Earlier studies have reported a positive association between SRBD and hypertension in the elderly ⁷¹. The Sleep Heart Health Study found no association between SRBD and systolic/diastolic hypertension in those aged ≥60 years ⁷². However, the SHHS did find a positive association between the SRBD severity and the risk of developing cardiovascular disease including coronary artery disease and stroke as well as the development of congestive heart failure ⁷³. Importantly, even mild to moderate SRBD was associated with its development.

The negative effect of severe SRBD (AHI≥30) on cognitive dysfunction in the healthy elderly is well established, with consistent reports of impairment on attentional tasks, immediate and delayed recall of verbal and visual material, executive tasks, planning and sequential thinking, and manual dexterity ⁷⁴. Studies examining the relationship between milder SRBD and cognition are less clear-cut, as some studies have found that milder SRBD (AHI 10–20) does not cause cognitive dysfunction in the absence of sleepiness ⁷⁵.

In addition to the cognitive deficits that may occur as a result of SRBD, there is evidence that many of the progressive dementias including Alzheimer’s disease and Parkinson’s disease involve degeneration in areas of the brainstem that are responsible for regulating respiration and other autonomic functions relevant to sleep maintenance.
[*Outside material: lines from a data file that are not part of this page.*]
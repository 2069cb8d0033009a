//! Positional asynchronous I/O for FITS image files.
//!
//! A FITS file is an ordered sequence of Header Data Units; each HDU pairs
//! an ASCII keyword header with a typed multi-dimensional data block, both
//! padded to 2880-byte boundaries. This crate plans the byte layout of
//! every HDU up front, so reads and writes become positional transfers at
//! precomputed offsets: no seeking between operations, and any number of
//! asynchronous transfers in flight against the same file.
//!
//! Write a file with [`FitsWriter`], giving the element type and axis
//! extents of each HDU:
//!
//! ```no_run
//! use fits_aio::{Bitpix, Extent, FitsWriter};
//!
//! # fn main() -> fits_aio::Result<()> {
//! let writer = FitsWriter::create(
//!     "cube.fits",
//!     &[
//!         Extent::new(Bitpix::U8, [200, 300]),
//!         Extent::new(Bitpix::F32, [100, 50, 50]),
//!     ],
//! )?;
//! let frame = vec![0.0f32; 50 * 50];
//! writer.hdu(1).unwrap().async_write_data(&[3], &frame, |res| {
//!     res.unwrap();
//! })?;
//! writer.run();
//! # Ok(())
//! # }
//! ```
//!
//! Read one back with [`FitsReader`], which scans every HDU at open time
//! and hands out typed views dispatched on the header's BITPIX tag.

#![warn(missing_docs)]

/// FITS 2880-byte block arithmetic and the index-to-offset mapping.
pub mod block;
/// Element type tags and the typed-buffer trait.
pub mod element;
/// Positional file I/O and the single-threaded completion executor.
pub mod engine;
/// Error types used throughout the crate.
pub mod error;
/// Keyword/value header container with case-insensitive lookup.
pub mod header;
/// HDU layout planning: schema to absolute byte offsets.
pub mod layout;
/// Reading FITS files: HDU discovery and typed data access.
pub mod reader;
/// Fixed 80-byte header record encoding and decoding.
pub mod record;
/// Writing FITS files: up-front layout, eager headers, positional data.
pub mod writer;

pub use block::{BLOCK_SIZE, RECORD_SIZE, RECORDS_PER_BLOCK};
pub use element::{Bitpix, Element};
pub use engine::{IoEngine, OpId};
pub use error::{Error, Result};
pub use header::HeaderMap;
pub use layout::Extent;
pub use reader::{FitsReader, HduVisitor};
pub use writer::FitsWriter;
This degeneration may place the patient at an increased risk of developing SRBD. For example, Ancoli-Israel et al. ⁶² found that those institutionalized elderly with severe dementia had more severe SRBD compared to those with mild-moderate or no dementia. Furthermore, those with more severe SRBD performed worse on the dementia rating scales, suggesting that more severe SRBD was associated with more severe dementia.
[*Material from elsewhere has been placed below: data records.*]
//! Reading FITS files: HDU discovery and typed data access.
//!
//! [`FitsReader::open`] scans the file once at construction, parsing each
//! header block and hopping over each data block, so every HDU's placement
//! is known up front. Data transfers afterwards are positional reads
//! against the recorded offsets.

use std::marker::PhantomData;
use std::path::Path;

use crate::block::{round_up_block, MAX_AXES, RECORD_SIZE};
use crate::element::{Bitpix, Element};
use crate::engine::{IoEngine, OpId};
use crate::error::{Error, Result};
use crate::header::HeaderMap;
use crate::layout::padded_data_size;
use crate::record::parse_record;

#[derive(Debug)]
struct HduData {
    headers: HeaderMap,
    header_start: u64,
    data_start: u64,
    data_block_size: u64,
    bitpix: Bitpix,
    axes: Vec<u64>,
}

/// A FITS file opened for reading.
#[derive(Debug)]
pub struct FitsReader {
    engine: IoEngine,
    hdus: Vec<HduData>,
}

impl FitsReader {
    /// Opens `path` read-only and scans every HDU in the file.
    ///
    /// Structural problems (a header without an `END` record, a truncated
    /// block, missing or non-numeric mandatory keywords, a `BITPIX` outside
    /// the supported set) fail with [`Error::Format`] naming the file and
    /// the underlying cause.
    pub fn open(path: impl AsRef<Path>) -> Result<Self> {
        let path = path.as_ref();
        let engine = IoEngine::open(path)?;
        let hdus = scan(&engine).map_err(|cause| Error::Format {
            path: path.to_path_buf(),
            cause: Box::new(cause),
        })?;
        log::debug!("{}: scanned {} HDU(s)", path.display(), hdus.len());
        Ok(FitsReader { engine, hdus })
    }

    /// Number of HDUs in the file.
    pub fn len(&self) -> usize {
        self.hdus.len()
    }

    /// Returns `true` if the file holds no HDUs (never the case for a
    /// successfully opened file).
    pub fn is_empty(&self) -> bool {
        self.hdus.is_empty()
    }

    /// Returns the HDU at `index`, or `None` if out of range.
    pub fn hdu(&self, index: usize) -> Option<Hdu<'_>> {
        self.hdus.get(index).map(|data| Hdu {
            engine: &self.engine,
            data,
        })
    }

    /// Iterates over all HDUs in file order.
    pub fn iter(&self) -> impl Iterator<Item = Hdu<'_>> {
        self.hdus.iter().map(|data| Hdu {
            engine: &self.engine,
            data,
        })
    }

    /// Drives queued asynchronous reads to completion.
    pub fn run(&self) {
        self.engine.run();
    }

    /// Cancels pending asynchronous reads.
    pub fn stop(&self) {
        self.engine.stop();
    }
}

fn scan(engine: &IoEngine) -> Result<Vec<HduData>> {
    let file_size = engine.file_size()?;
    let mut hdus = Vec::new();
    let mut offset = 0u64;

    loop {
        let hdu = scan_hdu(engine, offset)?;
        offset = hdu.data_start + hdu.data_block_size;
        hdus.push(hdu);
        if offset >= file_size {
            break;
        }
    }

    Ok(hdus)
}

/// Parses one HDU's header starting at `start` and computes its placement.
fn scan_hdu(engine: &IoEngine, start: u64) -> Result<HduData> {
    let mut headers = HeaderMap::new();
    let mut buf = [0u8; RECORD_SIZE];
    let mut pos = start;

    loop {
        engine.read_at(pos, &mut buf).map_err(|e| match e {
            Error::Io(ref io) if io.kind() == std::io::ErrorKind::UnexpectedEof => {
                Error::MissingEnd
            }
            other => other,
        })?;
        pos += RECORD_SIZE as u64;

        let record = parse_record(&buf);
        if record.is_end() {
            break;
        }
        headers.insert(record.keyword, record.value);
    }

    let data_start = round_up_block(pos);

    let bitpix = Bitpix::from_value(headers.value_as("BITPIX")?)?;
    let naxis: usize = headers.value_as("NAXIS")?;
    if naxis > MAX_AXES {
        return Err(Error::Parse(String::from("NAXIS")));
    }
    let mut axes = Vec::with_capacity(naxis);
    for i in 1..=naxis {
        axes.push(headers.value_as(&format!("NAXIS{i}"))?);
    }
    let data_block_size = padded_data_size(bitpix.element_size(), &axes);

    Ok(HduData {
        headers,
        header_start: start,
        data_start,
        data_block_size,
        bitpix,
        axes,
    })
}

/// One Header Data Unit of an open file.
#[derive(Debug, Clone, Copy)]
pub struct Hdu<'f> {
    engine: &'f IoEngine,
    data: &'f HduData,
}

impl<'f> Hdu<'f> {
    /// All header records of this HDU, in file order.
    pub fn headers(&self) -> &'f HeaderMap {
        &self.data.headers
    }

    /// Value of a header keyword; fails with [`Error::NotFound`] if absent.
    pub fn get_header(&self, keyword: &str) -> Result<&'f str> {
        self.data.headers.get(keyword)
    }

    /// Value of a header keyword, or `None` if absent.
    pub fn get_header_opt(&self, keyword: &str) -> Option<&'f str> {
        self.data.headers.get_opt(keyword)
    }

    /// Looks up a keyword and converts its value to `T`.
    pub fn value_as<T: std::str::FromStr>(&self, keyword: &str) -> Result<T> {
        self.data.headers.value_as(keyword)
    }

    /// Element type of the data block.
    pub fn bitpix(&self) -> Bitpix {
        self.data.bitpix
    }

    /// Axis extents, outermost first.
    pub fn axes(&self) -> &'f [u64] {
        &self.data.axes
    }

    /// Number of axes.
    pub fn naxis(&self) -> usize {
        self.data.axes.len()
    }

    /// Absolute byte offset of the HDU's header.
    pub fn header_start(&self) -> u64 {
        self.data.header_start
    }

    /// Absolute byte offset of the data block.
    pub fn data_start(&self) -> u64 {
        self.data.data_start
    }

    /// Block-padded data segment length in bytes.
    pub fn data_block_size(&self) -> u64 {
        self.data.data_block_size
    }

    /// Returns a typed view over the data block.
    ///
    /// Fails with [`Error::TypeMismatch`] if `T` does not match the HDU's
    /// BITPIX tag.
    pub fn view<T: Element>(&self) -> Result<View<'f, T>> {
        if T::BITPIX != self.data.bitpix {
            return Err(Error::TypeMismatch {
                expected: self.data.bitpix.value(),
                found: T::BITPIX.value(),
            });
        }
        Ok(View {
            hdu: *self,
            _element: PhantomData,
        })
    }

    /// Calls the visitor with a view typed by the HDU's BITPIX tag.
    pub fn apply<V: HduVisitor>(&self, visitor: V) -> V::Output {
        fn typed<'f, T: Element>(hdu: Hdu<'f>) -> View<'f, T> {
            View {
                hdu,
                _element: PhantomData,
            }
        }
        match self.data.bitpix {
            Bitpix::U8 => visitor.visit(typed::<u8>(*self)),
            Bitpix::I16 => visitor.visit(typed::<i16>(*self)),
            Bitpix::I32 => visitor.visit(typed::<i32>(*self)),
            Bitpix::I64 => visitor.visit(typed::<i64>(*self)),
            Bitpix::F32 => visitor.visit(typed::<f32>(*self)),
            Bitpix::F64 => visitor.visit(typed::<f64>(*self)),
        }
    }
}

/// Receives a typed view of an HDU chosen at runtime from its BITPIX tag.
pub trait HduVisitor {
    /// Result produced by the visit.
    type Output;

    /// Invoked with the view matching the HDU's element type.
    fn visit<T: Element>(self, view: View<'_, T>) -> Self::Output;
}

/// A data-block view typed by the HDU's element type.
pub struct View<'f, T: Element> {
    hdu: Hdu<'f>,
    _element: PhantomData<T>,
}

impl<'f, T: Element> View<'f, T> {
    /// The HDU this view belongs to.
    pub fn hdu(&self) -> Hdu<'f> {
        self.hdu
    }

    /// Reads `buf.len()` elements starting at the given index.
    ///
    /// Blocks until the transfer completes and returns the bytes read.
    /// Fails with [`Error::OutOfBounds`] if the transfer would leave the
    /// data block.
    pub fn read_data(&self, index: &[u64], buf: &mut [T]) -> Result<usize> {
        let offset = self.transfer_offset(index, std::mem::size_of_val(buf) as u64)?;
        self.hdu.engine.read_at(offset, bytemuck::cast_slice_mut(buf))
    }

    /// Queues an asynchronous read of `count` elements at the given index.
    ///
    /// The token runs inside [`FitsReader::run`] with the filled buffer;
    /// its byte length is the transfer size.
    pub fn async_read_data(
        &self,
        index: &[u64],
        count: usize,
        token: impl FnOnce(Result<Vec<T>>) + 'static,
    ) -> Result<OpId> {
        let len = count as u64 * T::BITPIX.element_size();
        let offset = self.transfer_offset(index, len)?;
        Ok(self.hdu.engine.async_read_at(offset, len as usize, |res| {
            token(res.map(|bytes| bytemuck::pod_collect_to_vec(&bytes)))
        }))
    }

    /// Maps an element index to an absolute file offset, bounds-checked
    /// against the data block for a transfer of `len` bytes.
    fn transfer_offset(&self, index: &[u64], len: u64) -> Result<u64> {
        let data = self.hdu.data;
        let byte_off =
            crate::block::element_offset(index, &data.axes, T::BITPIX.element_size())?;
        let end = byte_off.checked_add(len).ok_or(Error::OutOfBounds)?;
        if end > data.data_block_size {
            return Err(Error::OutOfBounds);
        }
        Ok(data.data_start + byte_off)
    }
}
Higher rates of mortality are seen with SRBD. In general, rates from all causes increase 30% during the night, and for those aged 65 and over, the excess deaths typically occur between the hours of 2 am and 8 am ⁷⁶. The presence of unrecognized or untreated SRBD may partially account for these findings as several studies have found an association between SRBD in the elderly and increased mortality rates ^77;78, although some studies of community dwelling, nondemented elderly subjects have not found AHI to be an independent predictor of mortality ^79;80. Rather than directly causing an increased mortality, these studies have found that SRBD may be one of several predisposing factors for cardiopulmonary disease, which, in combination, leads to increased mortality. This hypothesis is strengthened by a study by Ancoli-Israel et al. ⁸¹ which reported that elderly men with congestive heart failure (CHF) had more severe SRBD than those with no heart disease, and men with both conditions (CHF and SRBD) had shortened life spans compared to those with just CHF, just SRBD, or neither. More studies need to be undertaken to better understand the exact nature of the relationship of SRBD and mortality in the elderly, including studies specific to older women as most of the studies completed in this age category have involved predominantly men.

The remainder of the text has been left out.